** Opening Data records block **

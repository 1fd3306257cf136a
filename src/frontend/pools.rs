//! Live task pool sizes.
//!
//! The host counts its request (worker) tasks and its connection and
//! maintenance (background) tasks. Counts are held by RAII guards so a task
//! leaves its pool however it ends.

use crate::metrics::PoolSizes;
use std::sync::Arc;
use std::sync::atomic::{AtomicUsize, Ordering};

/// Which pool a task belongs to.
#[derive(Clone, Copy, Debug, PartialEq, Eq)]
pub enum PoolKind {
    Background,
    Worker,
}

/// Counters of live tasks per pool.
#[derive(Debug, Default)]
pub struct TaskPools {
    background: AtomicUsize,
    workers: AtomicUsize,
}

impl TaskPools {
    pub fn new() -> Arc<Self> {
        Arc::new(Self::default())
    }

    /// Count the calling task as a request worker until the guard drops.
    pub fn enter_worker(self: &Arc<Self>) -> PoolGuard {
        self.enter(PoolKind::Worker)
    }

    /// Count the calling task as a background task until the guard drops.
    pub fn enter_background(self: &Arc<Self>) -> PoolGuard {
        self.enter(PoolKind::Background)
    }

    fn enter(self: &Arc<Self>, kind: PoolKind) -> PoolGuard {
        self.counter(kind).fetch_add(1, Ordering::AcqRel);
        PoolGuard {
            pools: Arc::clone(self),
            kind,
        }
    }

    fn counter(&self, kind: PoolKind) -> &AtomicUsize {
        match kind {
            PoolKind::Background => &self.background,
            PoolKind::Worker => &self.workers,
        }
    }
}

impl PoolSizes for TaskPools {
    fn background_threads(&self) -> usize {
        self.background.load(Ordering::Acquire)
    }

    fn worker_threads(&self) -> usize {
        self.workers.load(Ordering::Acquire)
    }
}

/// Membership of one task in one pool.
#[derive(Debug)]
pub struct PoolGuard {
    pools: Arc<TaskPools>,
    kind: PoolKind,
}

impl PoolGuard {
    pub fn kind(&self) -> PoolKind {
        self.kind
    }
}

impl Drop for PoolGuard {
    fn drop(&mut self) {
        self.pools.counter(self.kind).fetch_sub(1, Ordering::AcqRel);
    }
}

** Closing Data records block **
** Opening Data records block **

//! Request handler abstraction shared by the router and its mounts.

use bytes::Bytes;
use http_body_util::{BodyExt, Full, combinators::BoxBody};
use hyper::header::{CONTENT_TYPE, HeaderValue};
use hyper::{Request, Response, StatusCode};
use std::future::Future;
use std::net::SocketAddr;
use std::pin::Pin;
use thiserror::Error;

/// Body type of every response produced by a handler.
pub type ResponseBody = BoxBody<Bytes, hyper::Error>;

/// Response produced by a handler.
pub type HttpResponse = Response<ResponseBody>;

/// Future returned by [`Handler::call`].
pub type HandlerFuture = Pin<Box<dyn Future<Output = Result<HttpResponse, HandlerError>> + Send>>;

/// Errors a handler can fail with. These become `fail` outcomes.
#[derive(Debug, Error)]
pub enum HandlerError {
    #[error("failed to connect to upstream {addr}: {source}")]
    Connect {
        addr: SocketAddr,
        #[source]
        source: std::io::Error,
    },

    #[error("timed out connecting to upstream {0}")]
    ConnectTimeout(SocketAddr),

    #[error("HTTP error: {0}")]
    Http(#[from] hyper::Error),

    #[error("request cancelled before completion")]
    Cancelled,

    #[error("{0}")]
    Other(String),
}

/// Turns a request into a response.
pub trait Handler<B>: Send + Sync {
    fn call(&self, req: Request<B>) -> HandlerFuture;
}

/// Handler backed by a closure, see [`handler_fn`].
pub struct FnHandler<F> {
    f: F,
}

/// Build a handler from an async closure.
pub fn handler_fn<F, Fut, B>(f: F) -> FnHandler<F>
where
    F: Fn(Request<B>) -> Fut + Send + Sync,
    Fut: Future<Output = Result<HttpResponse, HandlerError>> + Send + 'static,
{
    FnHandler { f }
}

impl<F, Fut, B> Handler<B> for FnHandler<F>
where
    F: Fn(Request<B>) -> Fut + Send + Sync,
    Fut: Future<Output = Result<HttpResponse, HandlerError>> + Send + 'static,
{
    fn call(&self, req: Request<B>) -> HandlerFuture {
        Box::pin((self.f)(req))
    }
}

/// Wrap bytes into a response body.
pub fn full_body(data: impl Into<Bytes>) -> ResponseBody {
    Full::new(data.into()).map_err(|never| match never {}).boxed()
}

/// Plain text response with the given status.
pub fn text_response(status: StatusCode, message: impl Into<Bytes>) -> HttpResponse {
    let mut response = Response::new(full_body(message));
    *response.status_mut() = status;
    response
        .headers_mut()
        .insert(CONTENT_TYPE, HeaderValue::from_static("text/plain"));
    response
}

** Closing Data records block **

_Your assignment_. Starting at the line that has "repository 1fd3306257cf136a" and ending at the line that has "task until the guard drops.", please write out the lines above exactly, leaving out all others.

_Solution_.
repository 1fd3306257cf136a
filename src/frontend/pools.rs
//! Live task pool sizes.
//!
//! The host counts its request (worker) tasks and its connection and
//! maintenance (background) tasks. Counts are held by RAII guards so a task
//! leaves its pool however it ends.

use crate::metrics::PoolSizes;
use std::sync::Arc;
use std::sync::atomic::{AtomicUsize, Ordering};

/// Which pool a task belongs to.
#[derive(Clone, Copy, Debug, PartialEq, Eq)]
pub enum PoolKind {
    Background,
    Worker,
}

/// Counters of live tasks per pool.
#[derive(Debug, Default)]
pub struct TaskPools {
    background: AtomicUsize,
    workers: AtomicUsize,
}

impl TaskPools {
    pub fn new() -> Arc<Self> {
        Arc::new(Self::default())
    }

    /// Count the calling task as a request worker until the guard drops.
    pub fn enter_worker(self: &Arc<Self>) -> PoolGuard {
        self.enter(PoolKind::Worker)
    }

    /// Count the calling task as a background task until the guard drops.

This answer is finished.